Впрочем, я отвлеклась, а ведь мне только еще предстояло переступить порог этого массивного реликта. А вдруг в подъезде сидят строгие охранники? Что я им скажу? Но мне повезло: от бдительного швейцара осталась только деревянная полированная будка. Лестница уже была порядком заплеванной, с отчетливыми следами и запахами запустения. Скорее всего контингент проживающих оставался прежним, и «новые русские» еще не успели облюбовать это уютное сталинское гнездышко, не исключено также, что оно для них попросту недостаточно комфортно.

Можно было воспользоваться лифтом, но я испугалась громоздкого металлического монстра и пошла пешком. Подниматься пришлось невысоко, семидесятая квартира оказалась на третьем этаже. На звонок я нажала не сразу: во-первых, отдышалась, во-вторых, собралась с мыслями и повторила про себя придуманную сказочку насчет того, что я журналистка и пришла за интервью. Я вполне отдавала себе отчет, что меня могли без особых церемоний выставить за дверь, а потому еще два часа назад позвонила коллекционеру из автомата, предупредила о визите, а потом до обговоренного времени околачивалась в окрестностях дома, отчаянно мерзла, поскольку здорово подморозило, и беспрестанно бормотала под нос сочиненные на скорую руку вопросы.

Наконец я почувствовала себя достаточно уверенной для того, чтобы нажать на кнопку звонка.

— Кто там? — спросил женский голос из-за дубовой двери.

— Я из газеты… Я звонила вам два часа назад, — проблеяла я.

Загромыхали засовы, дверь открылась, на пороге стояла высокая худая женщина с пучком волос на затылке, тронутых сединой. Ее правая рука протянулась к кнопке специальной охранной сигнализации на стене прихожей. Что ж, пожалуй, мера не лишняя. Убедившись в том, что никакой опасности я не представляю, она убрала руку и произнесла:

— Проходите.

Я вошла в просторную прихожую.

— Вот вешалка, — указала женщина.

Я сняла шубу и повесила на массивный металлический крюк.

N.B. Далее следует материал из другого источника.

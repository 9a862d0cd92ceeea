//! Tracing setup shared by the binary and the test suite.

use tracing::subscriber::set_global_default;
use tracing::Subscriber;
use tracing_bunyan_formatter::{BunyanFormattingLayer, JsonStorageLayer};
use tracing_log::LogTracer;
use tracing_subscriber::fmt::MakeWriter;
use tracing_subscriber::{layer::SubscriberExt, EnvFilter, Registry};

use crate::error::AppErrors as Error;

/// Compose a bunyan-formatted subscriber writing to `sink`.
///
/// `env_filter` is the fallback level; `RUST_LOG` takes precedence.
pub fn get_subscriber<Sink>(
    name: String,
    env_filter: String,
    sink: Sink,
) -> impl Subscriber + Sync + Send
where
    Sink: for<'a> MakeWriter<'a> + Send + Sync + 'static,
{
    let env_filter =
        EnvFilter::try_from_default_env().unwrap_or_else(|_| EnvFilter::new(env_filter));
    let formatting_layer = BunyanFormattingLayer::new(name, sink);

    Registry::default()
        .with(env_filter)
        .with(JsonStorageLayer)
        .with(formatting_layer)
}

/// Register a subscriber as the global default and redirect `log` events
/// into it. Must only be called once.
///
/// # Errors
/// Will return an error if a logger or subscriber is already registered.
pub fn init_subscriber(subscriber: impl Subscriber + Sync + Send) -> Result<(), Error> {
    LogTracer::init()?;
    set_global_default(subscriber)?;

    Ok(())
}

— Ну что, она пришла? — донесся из глубины квартиры старческий голос.

— Пришла, пришла, — ответила женщина. Я поняла позже, что ее слова предназначались в том числе и непосредственно мне. — Пришла так пришла, пусть потом не жалуется… Один раз уже грабили, еще ограбят…

Она заставила меня снять сапоги, вытащив из тумбочки и швырнув мне под ноги безразмерные тапочки вроде тех, что дают в музеях. Я сунула в них ноги и пошлепала по свеженатертому паркету.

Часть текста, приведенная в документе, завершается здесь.